#### [REQUIRED WORK]
For every line in the data below that contains "DavConfig", copy the line.

#### [RECORDS FOR THIS EXERCISE]
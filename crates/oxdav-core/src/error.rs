//! Error taxonomy for the protocol core.
//!
//! Every component (resolver, store adapters, lock manager, property engine)
//! reports failures through [`DavError`]. The dispatcher maps each variant to
//! a default HTTP status via [`DavError::status`]; handlers override that
//! mapping where the protocol assigns a method-specific status.

use http::StatusCode;
use std::io;
use std::path::PathBuf;
use thiserror::Error;

/// Errors produced while handling a WebDAV request.
#[derive(Debug, Error)]
pub enum DavError {
    /// The request URI does not name a resource inside the served root.
    #[error("Invalid path: {0}")]
    InvalidPath(String),

    /// The resource does not exist.
    #[error("Not found: {0}")]
    NotFound(String),

    /// The resource exists and the operation refuses to replace it.
    #[error("Already exists: {0}")]
    AlreadyExists(String),

    /// The operation conflicts with the state of the store (missing parent,
    /// non-empty collection, etc).
    #[error("Conflict: {0}")]
    Conflict(String),

    /// The resource is locked and the request did not submit a covering token.
    #[error("Resource is locked: {0}")]
    Locked(String),

    /// The submitted lock token does not name an active lock.
    #[error("Invalid lock token: {0}")]
    InvalidToken(String),

    /// The lock named by the token has expired.
    #[error("Lock expired: {0}")]
    LockExpired(String),

    /// A conflicting lock prevents granting the requested lock.
    #[error("Conflicting lock on {0}")]
    LockConflict(String),

    /// A conditional header did not match the resource state.
    #[error("Precondition failed: {0}")]
    PreconditionFailed(String),

    /// The operation is not permitted on this resource.
    #[error("Forbidden: {0}")]
    Forbidden(String),

    /// The backing store failed.
    #[error("I/O failure on {path}: {source}")]
    IoFailure {
        path: String,
        #[source]
        source: io::Error,
    },

    /// Malformed header or request body.
    #[error("Bad request: {0}")]
    BadRequest(String),

    /// The method is not supported on this resource or by this server.
    #[error("Method not allowed: {0}")]
    MethodNotAllowed(String),

    /// A request body was supplied where none is understood.
    #[error("Unsupported media type")]
    UnsupportedMediaType,

    /// The destination lives on another server.
    #[error("Destination is on another server: {0}")]
    BadGateway(String),

    /// The requested byte range lies outside the resource.
    #[error("Range not satisfiable (length {0})")]
    RangeNotSatisfiable(u64),
}

impl DavError {
    /// Wrap an I/O error with the resource it happened on.
    pub fn io(path: impl ToString, source: io::Error) -> Self {
        DavError::IoFailure {
            path: path.to_string(),
            source,
        }
    }

    /// Classify an I/O error, keeping the taxonomy-specific kinds.
    pub fn from_io(path: impl ToString, source: io::Error) -> Self {
        let path = path.to_string();
        match source.kind() {
            io::ErrorKind::NotFound => DavError::NotFound(path),
            io::ErrorKind::AlreadyExists => DavError::AlreadyExists(path),
            io::ErrorKind::PermissionDenied => DavError::Forbidden(path),
            io::ErrorKind::DirectoryNotEmpty => DavError::Conflict(path),
            _ => DavError::IoFailure { path, source },
        }
    }

    /// Default HTTP status for this error.
    pub fn status(&self) -> StatusCode {
        match self {
            DavError::InvalidPath(_) | DavError::BadRequest(_) => StatusCode::BAD_REQUEST,
            DavError::NotFound(_) => StatusCode::NOT_FOUND,
            DavError::AlreadyExists(_) | DavError::MethodNotAllowed(_) => {
                StatusCode::METHOD_NOT_ALLOWED
            }
            DavError::Conflict(_) | DavError::InvalidToken(_) => StatusCode::CONFLICT,
            DavError::Locked(_) | DavError::LockConflict(_) => StatusCode::LOCKED,
            DavError::LockExpired(_) | DavError::PreconditionFailed(_) => {
                StatusCode::PRECONDITION_FAILED
            }
            DavError::Forbidden(_) => StatusCode::FORBIDDEN,
            DavError::IoFailure { .. } => StatusCode::INTERNAL_SERVER_ERROR,
            DavError::UnsupportedMediaType => StatusCode::UNSUPPORTED_MEDIA_TYPE,
            DavError::BadGateway(_) => StatusCode::BAD_GATEWAY,
            DavError::RangeNotSatisfiable(_) => StatusCode::RANGE_NOT_SATISFIABLE,
        }
    }

    /// Whether the error describes a missing resource.
    pub fn is_not_found(&self) -> bool {
        matches!(self, DavError::NotFound(_))
    }
}

/// Result type for core operations.
pub type DavResult<T> = Result<T, DavError>;

/// Fatal configuration errors, raised before any request is served.
#[derive(Debug, Error)]
pub enum ConfigError {
    /// The store root cannot be opened.
    #[error("Unreadable root {path}: {source}")]
    UnreadableRoot {
        path: PathBuf,
        #[source]
        source: io::Error,
    },

    /// The store root exists but is not a directory.
    #[error("Root is not a directory: {0}")]
    RootNotDirectory(PathBuf),

    /// The mount prefix is not a valid absolute path.
    #[error("Invalid mount prefix {prefix:?}: {reason}")]
    InvalidPrefix { prefix: String, reason: String },

    /// Lock timeouts are inconsistent.
    #[error("Invalid lock timeouts: default {default:?} exceeds maximum {max:?}")]
    LockTimeouts {
        default: std::time::Duration,
        max: std::time::Duration,
    },

    /// The property database cannot be loaded.
    #[error("Property database {path}: {reason}")]
    PropertyDb { path: PathBuf, reason: String },
}

#[cfg(test)]
mod tests {
    use super::*;

    #[test]
    fn test_default_status_mapping() {
        assert_eq!(
            DavError::InvalidPath("x".into()).status(),
            StatusCode::BAD_REQUEST
        );
        assert_eq!(
            DavError::NotFound("x".into()).status(),
            StatusCode::NOT_FOUND
        );
        assert_eq!(DavError::Locked("x".into()).status(), StatusCode::LOCKED);
        assert_eq!(
            DavError::LockConflict("x".into()).status(),
            StatusCode::LOCKED
        );
        assert_eq!(
            DavError::PreconditionFailed("x".into()).status(),
            StatusCode::PRECONDITION_FAILED
        );
        assert_eq!(
            DavError::io("/f", io::Error::other("disk")).status(),
            StatusCode::INTERNAL_SERVER_ERROR
        );
    }

    #[test]
    fn test_io_error_classification() {
        let e = io::Error::new(io::ErrorKind::NotFound, "missing");
        assert!(DavError::from_io("/a", e).is_not_found());

        let e = io::Error::new(io::ErrorKind::PermissionDenied, "denied");
        assert!(matches!(DavError::from_io("/a", e), DavError::Forbidden(_)));

        let e = io::Error::new(io::ErrorKind::AlreadyExists, "exists");
        assert!(matches!(
            DavError::from_io("/a", e),
            DavError::AlreadyExists(_)
        ));

        let e = io::Error::other("boom");
        assert!(matches!(
            DavError::from_io("/a", e),
            DavError::IoFailure { .. }
        ));
    }
}
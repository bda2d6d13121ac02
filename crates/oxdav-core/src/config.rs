//! Core configuration.
//!
//! Loaded by the CLI from the `[dav]` table of its TOML file; every field
//! has a default so an empty table is valid.

use crate::error::ConfigError;
use crate::path::PathResolver;
use serde::{Deserialize, Serialize};
use std::path::PathBuf;
use std::time::Duration;

/// Lock timeout used when the client does not ask for one (10 minutes).
pub const DEFAULT_LOCK_TIMEOUT: Duration = Duration::from_secs(600);

/// Longest lock timeout ever granted (1 hour). `Infinite` is capped here.
pub const MAX_LOCK_TIMEOUT: Duration = Duration::from_secs(3600);

/// Behavior of the protocol core.
#[derive(Debug, Clone, PartialEq, Eq, Serialize, Deserialize)]
#[serde(default)]
pub struct DavConfig {
    /// URI prefix the tree is mounted under (`/` serves the whole URI space).
    pub prefix: String,

    /// Refuse every mutating method with 405.
    pub read_only: bool,

    /// Include dot-files in listings.
    pub show_hidden: bool,

    /// Honor `Depth: infinity` on PROPFIND. When off such requests get 403.
    pub allow_infinite_depth: bool,

    #[serde(with = "humantime_serde")]
    pub default_lock_timeout: Duration,

    #[serde(with = "humantime_serde")]
    pub max_lock_timeout: Duration,

    /// JSON file holding dead properties. In-memory only when unset.
    pub property_db: Option<PathBuf>,
}

impl Default for DavConfig {
    fn default() -> Self {
        Self {
            prefix: "/".to_string(),
            read_only: false,
            show_hidden: false,
            allow_infinite_depth: true,
            default_lock_timeout: DEFAULT_LOCK_TIMEOUT,
            max_lock_timeout: MAX_LOCK_TIMEOUT,
            property_db: None,
        }
    }
}

impl DavConfig {
    /// Check the configuration and build the resolver for its prefix.
    pub fn validate(&self) -> Result<PathResolver, ConfigError> {
        if self.default_lock_timeout > self.max_lock_timeout || self.max_lock_timeout.is_zero() {
            return Err(ConfigError::LockTimeouts {
                default: self.default_lock_timeout,
                max: self.max_lock_timeout,
            });
        }
        PathResolver::with_prefix(&self.prefix)
    }
}

#[cfg(test)]
mod tests {
    use super::*;

    #[test]
    fn test_defaults_validate() {
        let config = DavConfig::default();
        let resolver = config.validate().unwrap();
        assert!(resolver.prefix().is_root());
    }

    #[test]
    fn test_partial_json_uses_defaults() {
        let config: DavConfig =
            serde_json::from_str(r#"{"prefix": "/dav", "default_lock_timeout": "2m"}"#).unwrap();
        assert_eq!(config.prefix, "/dav");
        assert_eq!(config.default_lock_timeout, Duration::from_secs(120));
        assert_eq!(config.max_lock_timeout, MAX_LOCK_TIMEOUT);
        assert!(config.allow_infinite_depth);
    }

    #[test]
    fn test_rejects_bad_values() {
        let config = DavConfig {
            default_lock_timeout: Duration::from_secs(7200),
            ..DavConfig::default()
        };
        assert!(matches!(config.validate(), Err(ConfigError::LockTimeouts { .. })));

        let config = DavConfig {
            prefix: "dav".to_string(),
            ..DavConfig::default()
        };
        assert!(matches!(config.validate(), Err(ConfigError::InvalidPrefix { .. })));
    }
}
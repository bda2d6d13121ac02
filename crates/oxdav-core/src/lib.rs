//! WebDAV protocol core.
//!
//! Synchronous building blocks for a WebDAV (RFC 4918) server: path
//! resolution, a storage abstraction with local-disk and in-memory
//! backends, write locks, live and dead properties, and a dispatcher that
//! turns requests into responses. HTTP transport lives in `oxdav-server`.
//!
//! ```no_run
//! use std::sync::Arc;
//! use oxdav_core::{DavConfig, DavRequest, Dispatcher, LocalStore};
//!
//! # fn main() -> Result<(), Box<dyn std::error::Error>> {
//! let store = LocalStore::open("/srv/dav")?;
//! let dav = Dispatcher::new(Arc::new(store), DavConfig::default())?;
//! let response = dav.handle(DavRequest::new(http::Method::GET, "/readme.txt"));
//! println!("{}", response.status);
//! # Ok(())
//! # }
//! ```

pub mod auth;
pub mod conditions;
pub mod config;
pub mod dispatch;
pub mod error;
pub mod guard;
pub mod lock;
pub mod multistatus;
pub mod path;
pub mod props;
pub mod store;
pub mod xml;

pub use auth::{Access, AllowAll, Authorizer};
pub use config::DavConfig;
pub use dispatch::{
    CancelFlag, DavMethod, DavRequest, DavResponse, Dispatcher, RequestBody, ResponseBody,
};
pub use error::{ConfigError, DavError, DavResult};
pub use lock::{Clock, LockManager, ManualClock, SystemClock};
pub use path::{CanonicalPath, PathResolver};
pub use props::{PropName, PropValue, PropertyDb, PropertyEngine};
pub use store::{Depth, EntityTag, LocalStore, MemoryStore, ResourceMeta, ResourceStore};
impl LocalStore {
    /// Open a store rooted at `root`.
    ///
    /// The root must exist, be a directory and be readable. Failures here are
    /// fatal configuration errors.
    pub fn open(root: impl AsRef<Path>) -> Result<Self, ConfigError> {
        let root = root.as_ref();
        let unreadable = |source| ConfigError::UnreadableRoot {
            path: root.to_path_buf(),
            source,
        };
        let canonical = fs::canonicalize(root).map_err(unreadable)?;
        if !fs::metadata(&canonical).map_err(unreadable)?.is_dir() {
            return Err(ConfigError::RootNotDirectory(root.to_path_buf()));
        }
        fs::read_dir(&canonical).map_err(unreadable)?;
        debug!(root = %canonical.display(), "opened local store");
        Ok(Self { root: canonical })
    }

    pub fn root(&self) -> &Path {
        &self.root
    }

    /// Physical location of `path`, refusing symlinks that lead outside the root.
    fn physical(&self, path: &CanonicalPath) -> DavResult<PathBuf> {
        let full = path.to_fs_path(&self.root);
        let mut cursor = Some(full.as_path());
        while let Some(candidate) = cursor {
            match fs::canonicalize(candidate) {
                Ok(resolved) => {
                    if !resolved.starts_with(&self.root) {
                        warn!(path = %path, resolved = %resolved.display(), "path escapes root");
                        return Err(DavError::InvalidPath(format!("{path} escapes the root")));
                    }
                    break;
                }
                Err(e) if e.kind() == io::ErrorKind::NotFound => cursor = candidate.parent(),
                Err(e) => return Err(DavError::from_io(path, e)),
            }
        }
        Ok(full)
    }

    fn require_parent_dir(path: &CanonicalPath, full: &Path) -> DavResult<()> {
        let parent = full
            .parent()
            .filter(|_| !path.is_root())
            .ok_or_else(|| DavError::Conflict("root has no parent".to_string()))?;
        match fs::metadata(parent) {
            Ok(meta) if meta.is_dir() => Ok(()),
            Ok(_) => Err(DavError::Conflict(format!("parent of {path} is not a collection"))),
            Err(e) if e.kind() == io::ErrorKind::NotFound => {
                Err(DavError::Conflict(format!("parent of {path} does not exist")))
            }
            Err(e) => Err(DavError::io(path, e)),
        }
    }

    /// Clear or refuse an existing move/copy target. A file replacing a file
    /// is left in place for the rename to swap atomically.
    fn claim_destination(
        dest: &CanonicalPath,
        to: &Path,
        overwrite: bool,
        source_is_dir: bool,
    ) -> DavResult<()> {
        Self::require_parent_dir(dest, to)?;
        let Ok(existing) = fs::symlink_metadata(to) else {
            return Ok(());
        };
        if !overwrite {
            let non_empty = existing.is_dir()
                && fs::read_dir(to)
                    .map(|mut entries| entries.next().is_some())
                    .unwrap_or(false);
            return Err(occupied_destination(dest, non_empty));
        }
        if !source_is_dir && !existing.is_dir() {
            return Ok(());
        }
        let removed = if existing.is_dir() {
            fs::remove_dir_all(to)
        } else {
            fs::remove_file(to)
        };
        removed.map_err(|e| DavError::from_io(dest, e))
    }

    fn temp_in(dir: &Path, path: &CanonicalPath) -> DavResult<NamedTempFile> {
        Builder::new()
            .prefix(TEMP_PREFIX)
            .suffix(TEMP_SUFFIX)
            .tempfile_in(dir)
            .map_err(|e| DavError::io(path, e))
    }

    /// Rename a finished temporary file into place, retrying once on a race.
    fn commit(tmp: NamedTempFile, target: &Path, path: &CanonicalPath) -> DavResult<()> {
        match tmp.persist(target) {
            Ok(_) => Ok(()),
            Err(first) => {
                debug!(path = %path, error = %first.error, "rename failed, retrying once");
                first
                    .file
                    .persist(target)
                    .map(|_| ())
                    .map_err(|e| DavError::io(path, e.error))
            }
        }
    }

    /// Atomically copy one file.
    fn copy_file(from: &Path, to: &Path, path: &CanonicalPath) -> DavResult<()> {
        let dir = to
            .parent()
            .ok_or_else(|| DavError::Conflict(path.to_string()))?;
        let mut tmp = Self::temp_in(dir, path)?;
        let mut source = File::open(from).map_err(|e| DavError::from_io(path, e))?;
        io::copy(&mut source, tmp.as_file_mut()).map_err(|e| DavError::io(path, e))?;
        tmp.as_file()
            .sync_all()
            .map_err(|e| DavError::io(path, e))?;
        Self::commit(tmp, to, path)
    }
}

#### [RESPONSE TO THIS EXERCISE]
pub struct DavConfig {
impl Default for DavConfig {
impl DavConfig {
        let config = DavConfig::default();
        let config: DavConfig =
        let config = DavConfig {
            ..DavConfig::default()
        let config = DavConfig {
            ..DavConfig::default()
//! use oxdav_core::{DavConfig, DavRequest, Dispatcher, LocalStore};
//! let dav = Dispatcher::new(Arc::new(store), DavConfig::default())?;
pub use config::DavConfig;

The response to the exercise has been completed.